### Work to be completed
Look below for the lines from the one with "BodyId, leg: JointId)" to the one with "BODY_RADIUS, 1.0, Material::default());", and copy exactly those lines, both ends included.

Task inputs below:

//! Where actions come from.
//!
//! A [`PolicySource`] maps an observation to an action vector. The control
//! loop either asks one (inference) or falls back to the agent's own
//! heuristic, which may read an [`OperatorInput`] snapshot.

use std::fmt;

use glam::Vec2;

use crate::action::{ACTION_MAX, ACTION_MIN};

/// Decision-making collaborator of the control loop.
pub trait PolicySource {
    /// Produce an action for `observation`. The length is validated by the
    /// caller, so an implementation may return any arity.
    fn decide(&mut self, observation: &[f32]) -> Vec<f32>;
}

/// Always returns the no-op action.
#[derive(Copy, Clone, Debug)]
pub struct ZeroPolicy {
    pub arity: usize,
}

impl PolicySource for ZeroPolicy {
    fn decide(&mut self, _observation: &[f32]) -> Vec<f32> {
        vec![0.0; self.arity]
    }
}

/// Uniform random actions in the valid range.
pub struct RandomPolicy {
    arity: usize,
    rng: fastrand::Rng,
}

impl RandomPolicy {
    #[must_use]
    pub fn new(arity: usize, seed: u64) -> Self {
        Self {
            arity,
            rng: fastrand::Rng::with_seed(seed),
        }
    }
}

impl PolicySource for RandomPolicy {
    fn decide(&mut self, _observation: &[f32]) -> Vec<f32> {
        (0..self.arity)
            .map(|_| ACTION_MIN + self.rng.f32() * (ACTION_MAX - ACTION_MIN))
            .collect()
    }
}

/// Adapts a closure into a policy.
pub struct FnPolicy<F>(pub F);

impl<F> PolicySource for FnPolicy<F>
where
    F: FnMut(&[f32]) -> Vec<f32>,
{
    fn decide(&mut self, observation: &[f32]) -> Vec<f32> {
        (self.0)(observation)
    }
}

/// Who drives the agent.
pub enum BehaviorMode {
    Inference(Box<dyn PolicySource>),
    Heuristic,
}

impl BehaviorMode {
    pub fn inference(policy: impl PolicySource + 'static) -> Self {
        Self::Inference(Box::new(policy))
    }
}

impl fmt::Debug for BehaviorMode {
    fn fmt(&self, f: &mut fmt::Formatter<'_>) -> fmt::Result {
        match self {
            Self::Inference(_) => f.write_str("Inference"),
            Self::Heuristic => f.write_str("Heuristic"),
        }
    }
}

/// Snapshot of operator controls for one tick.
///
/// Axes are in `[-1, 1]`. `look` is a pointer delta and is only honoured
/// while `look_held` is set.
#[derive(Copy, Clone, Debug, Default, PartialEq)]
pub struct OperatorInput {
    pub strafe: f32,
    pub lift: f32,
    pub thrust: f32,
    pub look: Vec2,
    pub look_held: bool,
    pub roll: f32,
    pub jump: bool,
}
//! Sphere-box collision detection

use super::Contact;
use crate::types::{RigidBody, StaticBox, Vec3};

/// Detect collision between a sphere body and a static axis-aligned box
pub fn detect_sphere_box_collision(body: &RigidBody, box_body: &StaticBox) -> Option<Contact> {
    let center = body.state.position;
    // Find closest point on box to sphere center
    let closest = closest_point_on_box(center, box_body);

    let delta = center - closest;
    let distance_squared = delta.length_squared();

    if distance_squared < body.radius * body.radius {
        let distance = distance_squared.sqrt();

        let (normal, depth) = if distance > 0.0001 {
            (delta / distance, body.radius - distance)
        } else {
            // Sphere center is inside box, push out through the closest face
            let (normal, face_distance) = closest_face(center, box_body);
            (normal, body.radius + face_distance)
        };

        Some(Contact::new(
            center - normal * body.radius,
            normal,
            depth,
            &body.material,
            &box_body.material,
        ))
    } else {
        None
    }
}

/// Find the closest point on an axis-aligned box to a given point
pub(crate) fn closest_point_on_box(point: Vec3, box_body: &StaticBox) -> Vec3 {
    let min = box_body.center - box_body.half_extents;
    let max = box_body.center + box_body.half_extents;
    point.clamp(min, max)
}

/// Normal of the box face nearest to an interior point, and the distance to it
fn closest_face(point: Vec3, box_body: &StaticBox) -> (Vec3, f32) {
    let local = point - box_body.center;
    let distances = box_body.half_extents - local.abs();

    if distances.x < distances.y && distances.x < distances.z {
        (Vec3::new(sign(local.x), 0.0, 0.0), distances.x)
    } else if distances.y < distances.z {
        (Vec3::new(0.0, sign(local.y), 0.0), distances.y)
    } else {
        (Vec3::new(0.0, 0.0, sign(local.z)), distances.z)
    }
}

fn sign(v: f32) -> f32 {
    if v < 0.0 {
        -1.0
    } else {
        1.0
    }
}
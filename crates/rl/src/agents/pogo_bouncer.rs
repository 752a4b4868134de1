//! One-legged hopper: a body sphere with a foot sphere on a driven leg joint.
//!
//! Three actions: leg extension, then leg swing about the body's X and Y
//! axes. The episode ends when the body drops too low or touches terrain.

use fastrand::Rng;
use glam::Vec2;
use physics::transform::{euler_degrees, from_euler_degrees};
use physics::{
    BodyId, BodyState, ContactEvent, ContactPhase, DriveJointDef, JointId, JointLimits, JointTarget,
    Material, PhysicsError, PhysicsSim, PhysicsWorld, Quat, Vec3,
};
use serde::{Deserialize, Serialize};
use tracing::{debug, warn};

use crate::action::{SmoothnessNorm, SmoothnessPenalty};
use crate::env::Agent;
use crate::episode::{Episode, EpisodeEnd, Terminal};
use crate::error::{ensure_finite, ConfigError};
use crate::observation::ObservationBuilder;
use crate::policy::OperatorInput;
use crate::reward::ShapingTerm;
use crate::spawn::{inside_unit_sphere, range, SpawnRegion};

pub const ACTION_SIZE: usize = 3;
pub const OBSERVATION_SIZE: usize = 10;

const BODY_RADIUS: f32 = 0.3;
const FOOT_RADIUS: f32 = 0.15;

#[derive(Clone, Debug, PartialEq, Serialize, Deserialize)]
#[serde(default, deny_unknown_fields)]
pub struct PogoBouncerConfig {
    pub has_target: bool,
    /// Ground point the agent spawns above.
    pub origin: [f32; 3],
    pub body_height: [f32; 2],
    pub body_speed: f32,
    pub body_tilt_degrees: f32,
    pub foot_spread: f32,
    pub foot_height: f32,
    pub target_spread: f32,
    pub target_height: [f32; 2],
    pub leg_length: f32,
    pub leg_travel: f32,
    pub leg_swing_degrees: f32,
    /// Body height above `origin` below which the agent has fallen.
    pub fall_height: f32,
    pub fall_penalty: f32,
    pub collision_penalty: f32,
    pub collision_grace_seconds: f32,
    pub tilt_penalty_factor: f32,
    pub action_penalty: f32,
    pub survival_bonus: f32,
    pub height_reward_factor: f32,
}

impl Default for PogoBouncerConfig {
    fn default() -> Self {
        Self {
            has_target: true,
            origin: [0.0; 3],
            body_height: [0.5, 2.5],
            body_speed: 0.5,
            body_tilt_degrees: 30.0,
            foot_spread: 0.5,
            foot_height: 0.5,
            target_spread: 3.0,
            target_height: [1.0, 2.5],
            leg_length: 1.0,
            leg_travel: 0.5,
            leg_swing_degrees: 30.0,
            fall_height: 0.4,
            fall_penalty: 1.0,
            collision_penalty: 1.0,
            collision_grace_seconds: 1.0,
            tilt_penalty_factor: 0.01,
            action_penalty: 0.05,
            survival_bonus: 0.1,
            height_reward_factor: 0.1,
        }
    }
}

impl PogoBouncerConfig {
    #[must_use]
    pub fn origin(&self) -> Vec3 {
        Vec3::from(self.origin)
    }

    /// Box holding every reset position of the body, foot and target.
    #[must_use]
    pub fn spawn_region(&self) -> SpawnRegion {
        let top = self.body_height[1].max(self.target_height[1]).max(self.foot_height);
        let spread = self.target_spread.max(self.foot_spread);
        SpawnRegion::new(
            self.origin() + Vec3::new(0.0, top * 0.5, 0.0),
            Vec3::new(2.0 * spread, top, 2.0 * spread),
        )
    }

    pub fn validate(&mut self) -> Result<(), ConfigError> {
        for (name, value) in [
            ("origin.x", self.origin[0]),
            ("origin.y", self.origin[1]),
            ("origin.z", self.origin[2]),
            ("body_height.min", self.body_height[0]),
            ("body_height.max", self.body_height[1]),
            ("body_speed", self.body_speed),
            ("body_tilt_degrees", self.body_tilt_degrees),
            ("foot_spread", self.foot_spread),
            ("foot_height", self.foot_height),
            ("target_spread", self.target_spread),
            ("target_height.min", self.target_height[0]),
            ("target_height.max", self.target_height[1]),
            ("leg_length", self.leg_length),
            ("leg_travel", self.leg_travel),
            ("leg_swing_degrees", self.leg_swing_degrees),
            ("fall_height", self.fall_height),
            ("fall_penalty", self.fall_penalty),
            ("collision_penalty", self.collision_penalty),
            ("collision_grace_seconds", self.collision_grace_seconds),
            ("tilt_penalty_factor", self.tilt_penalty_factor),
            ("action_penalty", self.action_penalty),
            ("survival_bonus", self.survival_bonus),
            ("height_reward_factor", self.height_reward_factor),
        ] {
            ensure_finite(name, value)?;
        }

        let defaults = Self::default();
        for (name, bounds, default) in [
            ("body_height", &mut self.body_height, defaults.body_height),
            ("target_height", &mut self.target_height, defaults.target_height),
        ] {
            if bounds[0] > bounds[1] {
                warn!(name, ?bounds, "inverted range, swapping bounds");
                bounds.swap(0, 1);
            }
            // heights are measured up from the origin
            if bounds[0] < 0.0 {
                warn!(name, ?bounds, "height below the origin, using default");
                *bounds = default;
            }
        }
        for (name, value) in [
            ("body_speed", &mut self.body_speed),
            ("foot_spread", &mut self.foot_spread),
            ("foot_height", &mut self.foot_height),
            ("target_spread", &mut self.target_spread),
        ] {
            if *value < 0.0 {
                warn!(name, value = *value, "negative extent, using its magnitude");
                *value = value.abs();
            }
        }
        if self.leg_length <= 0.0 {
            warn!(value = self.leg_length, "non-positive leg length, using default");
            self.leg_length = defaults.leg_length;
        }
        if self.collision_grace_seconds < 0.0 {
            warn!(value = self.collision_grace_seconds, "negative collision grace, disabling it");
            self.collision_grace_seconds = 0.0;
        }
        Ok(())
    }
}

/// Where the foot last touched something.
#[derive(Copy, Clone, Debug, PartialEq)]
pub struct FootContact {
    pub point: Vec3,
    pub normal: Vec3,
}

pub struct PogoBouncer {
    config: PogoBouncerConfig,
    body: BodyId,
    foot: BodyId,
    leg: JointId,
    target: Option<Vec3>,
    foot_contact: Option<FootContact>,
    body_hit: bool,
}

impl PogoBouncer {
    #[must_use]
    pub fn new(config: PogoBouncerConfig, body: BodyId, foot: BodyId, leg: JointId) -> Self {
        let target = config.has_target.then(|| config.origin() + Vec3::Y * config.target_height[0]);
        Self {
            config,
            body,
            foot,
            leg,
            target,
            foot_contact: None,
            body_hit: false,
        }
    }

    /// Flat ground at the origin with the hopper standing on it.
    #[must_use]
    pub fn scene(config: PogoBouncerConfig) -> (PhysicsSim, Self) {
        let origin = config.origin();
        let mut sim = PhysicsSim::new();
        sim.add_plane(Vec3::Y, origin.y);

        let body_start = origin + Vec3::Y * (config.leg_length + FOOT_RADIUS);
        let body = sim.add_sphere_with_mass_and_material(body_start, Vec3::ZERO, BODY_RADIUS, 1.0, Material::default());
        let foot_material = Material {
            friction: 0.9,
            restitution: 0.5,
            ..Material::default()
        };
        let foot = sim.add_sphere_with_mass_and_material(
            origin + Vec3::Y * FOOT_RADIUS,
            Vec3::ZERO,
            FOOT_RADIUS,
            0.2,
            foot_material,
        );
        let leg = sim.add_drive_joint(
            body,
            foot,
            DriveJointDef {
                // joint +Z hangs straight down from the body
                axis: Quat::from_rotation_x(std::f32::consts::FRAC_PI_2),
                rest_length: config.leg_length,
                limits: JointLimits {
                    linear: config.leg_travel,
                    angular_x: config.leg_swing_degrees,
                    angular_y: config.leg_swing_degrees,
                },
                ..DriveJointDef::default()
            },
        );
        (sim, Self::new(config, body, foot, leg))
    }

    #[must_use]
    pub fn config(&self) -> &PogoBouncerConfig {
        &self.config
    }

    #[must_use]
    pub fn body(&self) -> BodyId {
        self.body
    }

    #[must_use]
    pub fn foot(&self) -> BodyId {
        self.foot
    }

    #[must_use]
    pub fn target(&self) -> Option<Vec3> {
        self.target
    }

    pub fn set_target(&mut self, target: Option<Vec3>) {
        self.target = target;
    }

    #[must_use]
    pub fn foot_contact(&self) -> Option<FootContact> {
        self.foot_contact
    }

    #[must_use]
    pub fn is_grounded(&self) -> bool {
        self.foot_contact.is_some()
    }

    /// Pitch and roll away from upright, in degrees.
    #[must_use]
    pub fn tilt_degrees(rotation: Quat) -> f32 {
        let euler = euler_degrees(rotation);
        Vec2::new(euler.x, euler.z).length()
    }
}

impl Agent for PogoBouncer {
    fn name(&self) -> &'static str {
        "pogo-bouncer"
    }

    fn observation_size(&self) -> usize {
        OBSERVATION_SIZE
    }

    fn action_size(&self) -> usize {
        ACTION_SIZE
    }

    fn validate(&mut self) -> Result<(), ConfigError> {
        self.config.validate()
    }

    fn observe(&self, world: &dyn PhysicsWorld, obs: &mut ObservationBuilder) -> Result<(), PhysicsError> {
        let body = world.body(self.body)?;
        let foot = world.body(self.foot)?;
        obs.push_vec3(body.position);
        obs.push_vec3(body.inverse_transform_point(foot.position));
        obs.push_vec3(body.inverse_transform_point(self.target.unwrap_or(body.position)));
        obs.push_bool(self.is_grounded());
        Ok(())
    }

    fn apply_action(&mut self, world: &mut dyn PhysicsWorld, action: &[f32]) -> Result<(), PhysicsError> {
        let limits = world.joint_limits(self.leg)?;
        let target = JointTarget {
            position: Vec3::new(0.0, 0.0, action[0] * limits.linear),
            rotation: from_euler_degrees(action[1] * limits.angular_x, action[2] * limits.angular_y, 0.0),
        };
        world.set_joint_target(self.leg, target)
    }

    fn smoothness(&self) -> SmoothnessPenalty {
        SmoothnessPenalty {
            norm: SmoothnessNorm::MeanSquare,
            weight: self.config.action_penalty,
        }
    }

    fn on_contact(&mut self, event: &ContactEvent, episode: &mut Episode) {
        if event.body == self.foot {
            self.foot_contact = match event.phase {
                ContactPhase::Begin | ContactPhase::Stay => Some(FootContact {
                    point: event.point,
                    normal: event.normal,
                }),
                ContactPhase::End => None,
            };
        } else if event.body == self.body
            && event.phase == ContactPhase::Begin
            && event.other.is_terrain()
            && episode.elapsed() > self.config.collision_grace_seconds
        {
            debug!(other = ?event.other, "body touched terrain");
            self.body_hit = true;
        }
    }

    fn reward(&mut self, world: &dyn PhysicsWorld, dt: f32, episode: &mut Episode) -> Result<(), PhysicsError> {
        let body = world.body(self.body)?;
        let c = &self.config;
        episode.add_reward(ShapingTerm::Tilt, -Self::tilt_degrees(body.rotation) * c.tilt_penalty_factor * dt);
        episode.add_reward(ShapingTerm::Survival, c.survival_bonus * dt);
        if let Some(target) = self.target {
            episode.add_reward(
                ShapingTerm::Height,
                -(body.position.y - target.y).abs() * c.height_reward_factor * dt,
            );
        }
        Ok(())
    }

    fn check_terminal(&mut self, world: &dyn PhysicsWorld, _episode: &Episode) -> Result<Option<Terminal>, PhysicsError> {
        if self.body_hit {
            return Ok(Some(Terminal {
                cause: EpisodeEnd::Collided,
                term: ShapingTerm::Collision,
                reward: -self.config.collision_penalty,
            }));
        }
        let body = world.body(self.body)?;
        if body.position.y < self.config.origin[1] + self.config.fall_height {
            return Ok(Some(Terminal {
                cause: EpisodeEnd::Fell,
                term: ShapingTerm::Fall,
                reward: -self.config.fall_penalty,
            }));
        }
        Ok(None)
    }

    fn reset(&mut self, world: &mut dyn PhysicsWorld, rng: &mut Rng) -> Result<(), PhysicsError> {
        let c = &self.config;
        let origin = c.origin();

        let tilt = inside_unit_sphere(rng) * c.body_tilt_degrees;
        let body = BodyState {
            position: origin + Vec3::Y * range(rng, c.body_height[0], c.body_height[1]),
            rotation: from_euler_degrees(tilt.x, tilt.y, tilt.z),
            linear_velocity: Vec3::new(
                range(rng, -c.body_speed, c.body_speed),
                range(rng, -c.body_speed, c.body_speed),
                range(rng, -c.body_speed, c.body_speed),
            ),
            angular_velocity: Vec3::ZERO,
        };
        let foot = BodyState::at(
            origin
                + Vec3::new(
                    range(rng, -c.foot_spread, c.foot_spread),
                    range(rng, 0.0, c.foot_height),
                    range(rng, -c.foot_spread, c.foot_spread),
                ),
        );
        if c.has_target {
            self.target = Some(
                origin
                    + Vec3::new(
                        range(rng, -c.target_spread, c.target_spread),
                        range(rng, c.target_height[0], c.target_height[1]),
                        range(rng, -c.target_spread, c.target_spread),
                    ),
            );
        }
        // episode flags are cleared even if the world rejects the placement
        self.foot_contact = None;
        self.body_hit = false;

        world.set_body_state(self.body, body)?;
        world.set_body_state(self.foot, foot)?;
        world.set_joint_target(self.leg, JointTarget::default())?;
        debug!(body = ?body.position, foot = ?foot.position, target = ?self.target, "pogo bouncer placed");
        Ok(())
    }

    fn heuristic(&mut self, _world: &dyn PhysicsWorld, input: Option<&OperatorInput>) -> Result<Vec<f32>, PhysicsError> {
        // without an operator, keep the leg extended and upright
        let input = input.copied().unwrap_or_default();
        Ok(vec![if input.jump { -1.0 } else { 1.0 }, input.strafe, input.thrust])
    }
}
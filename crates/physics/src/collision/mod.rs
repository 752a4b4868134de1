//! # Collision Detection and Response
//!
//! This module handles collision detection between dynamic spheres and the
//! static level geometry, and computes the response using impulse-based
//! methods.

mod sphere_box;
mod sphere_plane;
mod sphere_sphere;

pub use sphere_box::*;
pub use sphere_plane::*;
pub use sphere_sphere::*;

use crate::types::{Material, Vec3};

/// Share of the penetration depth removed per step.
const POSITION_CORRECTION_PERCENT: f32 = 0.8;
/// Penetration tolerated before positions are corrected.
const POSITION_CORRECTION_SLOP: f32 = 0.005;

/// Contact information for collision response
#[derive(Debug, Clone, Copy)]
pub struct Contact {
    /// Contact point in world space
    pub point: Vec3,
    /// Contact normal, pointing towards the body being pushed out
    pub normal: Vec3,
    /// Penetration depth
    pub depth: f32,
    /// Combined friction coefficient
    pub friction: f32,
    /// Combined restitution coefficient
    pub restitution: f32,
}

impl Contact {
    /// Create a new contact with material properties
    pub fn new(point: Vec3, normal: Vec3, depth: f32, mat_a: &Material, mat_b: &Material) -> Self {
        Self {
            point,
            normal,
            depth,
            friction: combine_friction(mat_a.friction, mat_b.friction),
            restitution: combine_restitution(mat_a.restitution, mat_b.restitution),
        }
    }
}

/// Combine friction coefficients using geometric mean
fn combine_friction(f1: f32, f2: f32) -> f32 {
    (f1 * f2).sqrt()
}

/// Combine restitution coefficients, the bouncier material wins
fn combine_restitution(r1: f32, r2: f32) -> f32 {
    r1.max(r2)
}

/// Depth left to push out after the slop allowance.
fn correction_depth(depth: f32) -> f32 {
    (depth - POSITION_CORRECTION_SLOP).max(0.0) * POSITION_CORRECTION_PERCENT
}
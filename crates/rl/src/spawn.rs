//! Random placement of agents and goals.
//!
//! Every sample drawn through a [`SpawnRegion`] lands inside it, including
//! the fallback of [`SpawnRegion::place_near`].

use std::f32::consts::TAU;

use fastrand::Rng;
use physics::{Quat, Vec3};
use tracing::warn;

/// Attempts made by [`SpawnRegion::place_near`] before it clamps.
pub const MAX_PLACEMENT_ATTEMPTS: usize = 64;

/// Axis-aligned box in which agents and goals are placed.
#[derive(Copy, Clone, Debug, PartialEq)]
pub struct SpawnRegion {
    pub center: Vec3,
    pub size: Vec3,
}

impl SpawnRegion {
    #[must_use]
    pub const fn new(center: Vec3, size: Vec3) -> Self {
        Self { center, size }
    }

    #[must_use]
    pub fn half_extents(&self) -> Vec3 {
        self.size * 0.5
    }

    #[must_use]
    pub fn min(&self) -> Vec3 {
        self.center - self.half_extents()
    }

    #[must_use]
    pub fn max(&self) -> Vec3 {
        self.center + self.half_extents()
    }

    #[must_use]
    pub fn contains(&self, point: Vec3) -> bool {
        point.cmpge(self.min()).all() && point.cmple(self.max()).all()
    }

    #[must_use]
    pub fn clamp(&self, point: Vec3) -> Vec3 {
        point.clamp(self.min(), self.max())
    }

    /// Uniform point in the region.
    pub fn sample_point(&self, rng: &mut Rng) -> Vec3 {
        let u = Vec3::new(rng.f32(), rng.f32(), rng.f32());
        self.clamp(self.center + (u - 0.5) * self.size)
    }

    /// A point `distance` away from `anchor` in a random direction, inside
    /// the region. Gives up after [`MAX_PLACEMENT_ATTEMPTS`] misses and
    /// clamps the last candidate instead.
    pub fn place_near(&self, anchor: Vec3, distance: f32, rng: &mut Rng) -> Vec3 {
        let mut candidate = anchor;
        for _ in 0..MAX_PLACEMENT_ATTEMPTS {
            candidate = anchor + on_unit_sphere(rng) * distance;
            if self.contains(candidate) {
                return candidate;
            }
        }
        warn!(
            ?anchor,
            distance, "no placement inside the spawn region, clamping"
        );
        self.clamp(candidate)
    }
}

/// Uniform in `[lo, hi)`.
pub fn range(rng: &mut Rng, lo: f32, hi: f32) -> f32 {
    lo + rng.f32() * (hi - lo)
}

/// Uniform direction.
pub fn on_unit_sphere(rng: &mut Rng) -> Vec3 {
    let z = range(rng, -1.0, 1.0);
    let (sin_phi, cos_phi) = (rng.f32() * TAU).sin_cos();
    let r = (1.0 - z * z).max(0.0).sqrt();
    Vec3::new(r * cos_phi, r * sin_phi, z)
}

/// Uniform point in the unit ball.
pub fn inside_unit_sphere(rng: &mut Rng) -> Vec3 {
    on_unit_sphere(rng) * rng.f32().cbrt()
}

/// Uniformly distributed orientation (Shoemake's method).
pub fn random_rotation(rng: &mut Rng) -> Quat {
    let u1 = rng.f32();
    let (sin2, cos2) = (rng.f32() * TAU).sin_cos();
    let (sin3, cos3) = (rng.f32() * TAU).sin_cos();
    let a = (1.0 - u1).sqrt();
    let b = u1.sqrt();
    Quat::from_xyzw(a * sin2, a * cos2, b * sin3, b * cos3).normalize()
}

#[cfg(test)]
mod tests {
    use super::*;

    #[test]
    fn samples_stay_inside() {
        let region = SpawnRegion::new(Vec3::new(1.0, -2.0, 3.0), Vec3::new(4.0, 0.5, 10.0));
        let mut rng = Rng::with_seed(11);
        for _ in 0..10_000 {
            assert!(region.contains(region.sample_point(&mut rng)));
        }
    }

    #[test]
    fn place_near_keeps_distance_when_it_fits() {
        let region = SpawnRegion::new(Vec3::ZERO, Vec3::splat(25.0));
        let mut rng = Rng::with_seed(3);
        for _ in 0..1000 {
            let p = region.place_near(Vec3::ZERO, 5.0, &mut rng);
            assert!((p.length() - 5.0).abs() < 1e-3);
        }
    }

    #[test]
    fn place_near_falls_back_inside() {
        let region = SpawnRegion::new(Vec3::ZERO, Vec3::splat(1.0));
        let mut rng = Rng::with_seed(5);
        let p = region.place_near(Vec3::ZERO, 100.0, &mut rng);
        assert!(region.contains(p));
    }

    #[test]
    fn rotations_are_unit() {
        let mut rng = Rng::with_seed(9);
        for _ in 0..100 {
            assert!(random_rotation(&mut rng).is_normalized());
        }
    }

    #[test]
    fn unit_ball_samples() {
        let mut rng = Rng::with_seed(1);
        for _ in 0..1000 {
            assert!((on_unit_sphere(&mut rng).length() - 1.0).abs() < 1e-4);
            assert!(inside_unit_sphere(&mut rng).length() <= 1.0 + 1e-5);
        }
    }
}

End of Task inputs.

### Solution to the problem
    pub fn new(config: PogoBouncerConfig, body: BodyId, foot: BodyId, leg: JointId) -> Self {
        let target = config.has_target.then(|| config.origin() + Vec3::Y * config.target_height[0]);
        Self {
            config,
            body,
            foot,
            leg,
            target,
            foot_contact: None,
            body_hit: false,
        }
    }

    /// Flat ground at the origin with the hopper standing on it.
    #[must_use]
    pub fn scene(config: PogoBouncerConfig) -> (PhysicsSim, Self) {
        let origin = config.origin();
        let mut sim = PhysicsSim::new();
        sim.add_plane(Vec3::Y, origin.y);

        let body_start = origin + Vec3::Y * (config.leg_length + FOOT_RADIUS);
        let body = sim.add_sphere_with_mass_and_material(body_start, Vec3::ZERO, BODY_RADIUS, 1.0, Material::default());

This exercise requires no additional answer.